While it’s okay to talk about trivial matters—food, beer, and what restaurants we like; songs and bands; maybe why Tom Brady is better than Ben Roethlisberger—some argue, we mustn’t discuss the weightier issues confronting us—like death and the attendant fall-out from grief and loss.
There was a tacit understanding when I was coming up that certain topics were notably off-limits in mixed company—the old adage, always refrain from “politics and religion.”
Apparently that’s not the case any longer. Political thoughts are offered with little regard to how well-framed and supported they are by logic or fact. Then, there is no shortage of those ready to offer (inflict?) prayers on your behalf (even if they never seem to be “answered”). So, the old taboos no longer apply—unless it’s talking about death and the subsequent way it affects the lives of those left behind. At least that’s how it seems to me, more than a year out from the event that changed the lives of Mary and me.
A few weeks ago, I heard a track on Jeffrey Davison’s Saturday morning “Shrunken Planet” program on WFMU. It was by a band listed on the playlist as Bipolar Explorer. Something about the song, “Lost Life,” was evocative and then Davison mentioned how the album where he pulled the cut from, was a reflection on the death of their singer, Summer Serafin.
The band has the requisite page on Bandcamp and they’re on Wikipedia. I found additional information about them and Summer. She was a beautiful and talented actress who died all-too-young. Her band mate and love of her life, Michael, has soldiered on, making music that recognizes how grief and loss leaves those who loved the person who is gone, forever affected (and afflicted). It’s about death and what follows for those left behind, yet, I don’t find the music of Bipolar Explorer morbid, or in any way, shape, or form. In fact, I ordered “Sometimes in Dreams,” and it is a haunting and profound exploration of lost love in musical form.
As I ponder the belief held by some people who take issue with public displays of grief, I’ve come to believe that holding this position mostly means you’ve never been left feeling bereft and out of sorts after having a hole opened up in the middle of your life you’ve been living after losing someone special. Or, lurking on the periphery, clinging to a heroic stoicism. Existential ruminations always work much better when conducted at a safe distance. You also might be under the mistaken belief (having been taught, wrongly) that you’re supposed to suffer in silence.
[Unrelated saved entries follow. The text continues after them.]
use crate::analysis::blocks::BlockTracker;
use crate::analysis::language::{function_marker, leading_whitespace};
use crate::models::file_report::{DebtIndicators, DebtRating};
use regex::Regex;
use std::collections::HashMap;
use std::sync::OnceLock;

const DEFERRED_WEIGHT: usize = 5;
const DUPLICATE_WEIGHT: usize = 10;
const LONG_FUNCTION_WEIGHT: usize = 8;
const MAGIC_NUMBER_WEIGHT: usize = 2;
const DEEP_NESTING_WEIGHT: usize = 15;
const MAX_SCORE: usize = 100;

const LONG_FUNCTION_LINES: usize = 20;
const DUPLICATE_MIN_CHARS: usize = 20;
const INDENT_UNIT: usize = 4;
const DEEP_NESTING_LEVEL: usize = 4;

static DEFERRED_MARKER: OnceLock<Regex> = OnceLock::new();
static MAGIC_NUMBER: OnceLock<Regex> = OnceLock::new();

fn deferred_marker() -> &'static Regex {
    DEFERRED_MARKER
        .get_or_init(|| Regex::new(r"(?i)(?:#|//|/\*).*(?:TODO|FIXME|HACK)").expect("valid regex"))
}

fn magic_number() -> &'static Regex {
    MAGIC_NUMBER.get_or_init(|| Regex::new(r"\b\d{3,}\b").expect("valid regex"))
}

/// Technical debt indicators using line-by-line heuristics.
pub fn score_debt(source: &str) -> DebtIndicators {
    let lines: Vec<&str> = source.lines().collect();

    let mut deferred_work_markers = 0;
    let mut magic_number_count = 0;
    let mut deep_nesting_count = 0;
    let mut long_functions = BlockTracker::new(function_marker(), LONG_FUNCTION_LINES);

    for (i, line) in lines.iter().enumerate() {
        // TODO/FIXME/HACK behind a comment marker
        if deferred_marker().is_match(line) {
            deferred_work_markers += 1;
        }

        magic_number_count += magic_number().find_iter(line).count();

        if leading_whitespace(line) / INDENT_UNIT > DEEP_NESTING_LEVEL {
            deep_nesting_count += 1;
        }

        long_functions.feed(i, line);
    }

    let duplicate_line_groups = count_duplicate_lines(&lines);
    let long_function_count = long_functions.finish().len();

    let weighted = deferred_work_markers * DEFERRED_WEIGHT
        + duplicate_line_groups * DUPLICATE_WEIGHT
        + long_function_count * LONG_FUNCTION_WEIGHT
        + magic_number_count * MAGIC_NUMBER_WEIGHT
        + deep_nesting_count * DEEP_NESTING_WEIGHT;
    let overall_score = weighted.min(MAX_SCORE) as u32;

    DebtIndicators {
        deferred_work_markers,
        duplicate_line_groups,
        long_function_count,
        magic_number_count,
        deep_nesting_count,
        overall_score,
        rating: DebtRating::from_score(overall_score),
    }
}

/// Every occurrence of a substantial line that appears more than once counts,
/// then the total is halved so a pair is not counted twice.
fn count_duplicate_lines(lines: &[&str]) -> usize {
    let substantial: Vec<&str> = lines
        .iter()
        .map(|l| l.trim())
        .filter(|l| l.chars().count() > DUPLICATE_MIN_CHARS)
        .collect();

    let mut occurrences: HashMap<&str, usize> = HashMap::new();
    for line in &substantial {
        *occurrences.entry(*line).or_insert(0) += 1;
    }

    let duplicated = substantial
        .iter()
        .filter(|line| occurrences.get(*line).copied().unwrap_or(0) > 1)
        .count();
    duplicated / 2
}
use crate::analysis::complexity::ComplexityProvider;
use crate::analysis::language::{class_marker, function_marker, import_marker, CommentStyle};
use crate::models::file_report::{FileMetrics, FunctionComplexity};
use log::warn;

const COMPLEX_FUNCTION_THRESHOLD: usize = 10;

/// Line and structure counts for `source`. Complexity figures are filled in
/// only when `complexity` is supplied and reports at least one function.
pub fn calculate_metrics(
    source: &str,
    language: &str,
    complexity: Option<&dyn ComplexityProvider>,
) -> FileMetrics {
    let style = CommentStyle::for_language(language);
    let mut metrics = FileMetrics::default();

    for line in source.lines() {
        metrics.total_lines += 1;
        let trimmed = line.trim();

        if trimmed.is_empty() {
            metrics.blank_lines += 1;
            continue;
        }
        if style.is_comment(trimmed) {
            metrics.comment_lines += 1;
            continue;
        }

        metrics.code_lines += 1;
        if function_marker().is_match(line) {
            metrics.function_count += 1;
        }
        if class_marker().is_match(line) {
            metrics.class_count += 1;
        }
        if import_marker().is_match(line) {
            metrics.import_count += 1;
        }
    }

    if let Some(provider) = complexity {
        match provider.analyze(source) {
            Ok(functions) => apply_complexity(&mut metrics, functions),
            Err(e) => warn!("complexity provider failed, leaving complexity unset: {e}"),
        }
    }

    metrics
}

fn apply_complexity(metrics: &mut FileMetrics, functions: Vec<FunctionComplexity>) {
    if functions.is_empty() {
        return;
    }

    let total: usize = functions.iter().map(|f| f.complexity).sum();
    let average = total as f64 / functions.len() as f64;
    metrics.average_complexity = Some(average);
    metrics.max_complexity = functions.iter().map(|f| f.complexity).max();
    metrics.maintainability_index = Some(maintainability_index(average, metrics.code_lines));
    metrics.complex_functions = functions
        .into_iter()
        .filter(|f| f.complexity > COMPLEX_FUNCTION_THRESHOLD)
        .collect();
}

/// Halstead-free maintainability index, rescaled to 0–100.
pub fn maintainability_index(average_complexity: f64, code_lines: usize) -> f64 {
    let loc = code_lines.max(1) as f64;
    let raw = 171.0 - 0.23 * average_complexity - 16.2 * loc.ln();
    (raw * 100.0 / 171.0).clamp(0.0, 100.0)
}
use serde::{Deserialize, Serialize};

#[derive(Debug, Clone, Copy, PartialEq, Eq, Hash, Serialize, Deserialize)]
#[serde(rename_all = "snake_case")]
pub enum PatternCategory {
    DesignPattern,
    AntiPattern,
    Security,
    Performance,
}

#[derive(Debug, Clone, Copy, PartialEq, Eq, PartialOrd, Ord, Hash, Serialize, Deserialize)]
#[serde(rename_all = "UPPERCASE")]
pub enum Severity {
    Low,
    Medium,
    High,
}

/// One located occurrence of a rule in a file. Built once by the scanner and
/// owned by the report that produced it.
#[derive(Debug, Clone, PartialEq, Serialize, Deserialize)]
#[serde(rename_all = "camelCase")]
pub struct PatternMatch {
    pub rule_name: String,
    pub category: PatternCategory,
    pub line_number: usize,
    pub matched_text: String,
    #[serde(skip_serializing_if = "Option::is_none")]
    pub severity: Option<Severity>,
    #[serde(skip_serializing_if = "Option::is_none")]
    pub description: Option<String>,
    #[serde(skip_serializing_if = "Option::is_none")]
    pub suggestion: Option<String>,
    pub context: String,
}

/// A match lifted to project scope, tagged with the file it came from.
#[derive(Debug, Clone, PartialEq, Serialize, Deserialize)]
#[serde(rename_all = "camelCase")]
pub struct ProjectIssue {
    pub file: String,
    #[serde(flatten)]
    pub issue: PatternMatch,
}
Phil Elverum lost his wife when he was 36. It will be two years in July. She died of pancreatic cancer. Elverum is a singer-songwriter who played out as the Microphones, and now records under the moniker of Mount Eerie.
Geneviéve Castrée was a well-regarded comics artist. Later, after marrying Elverum, she began releasing music under the name, Woelv. Her works have been published by Drawn & Quarterly.
He’s written and recorded two records post-loss. The first one, A Crow Looked At Me, was begun two months after Geneviève died. Some might call many of the songs, stark. Stark is a great term in the abstract. It feels different when it’s hitting you in the head and in the gut, while rending your heart, leaving it in pieces.
Comedian/writer/podcaster Marc Maron interviewed Elverum in 2017. It’s brutally honest (from both ends, interviewer/interviewee), which is why I found it meaningful. Perhaps you will, also.
Michael Serafin-Wells continues with Bipolar Explorer, as well as blogging about his love, Summer. He hasn’t “moved on,” whatever the fuck that means. Just like Phil Elverum hasn’t forgotten someone he’d known for 13 years, then lost her.
Mary and I had Mark for 33 years. Over the last 12 years of his life, we rarely saw him daily, save for the times he came home for an extended visit, or we drove down to Providence for a weekend. But when we did spend time in his presence, it was an occasion to savor and now, cling to those memories, holding them tightly. You don’t just stuff those years into a box in the basement, like you do with personal effects. No, we’ll continue to be affected for years, yea, for the rest of our lives.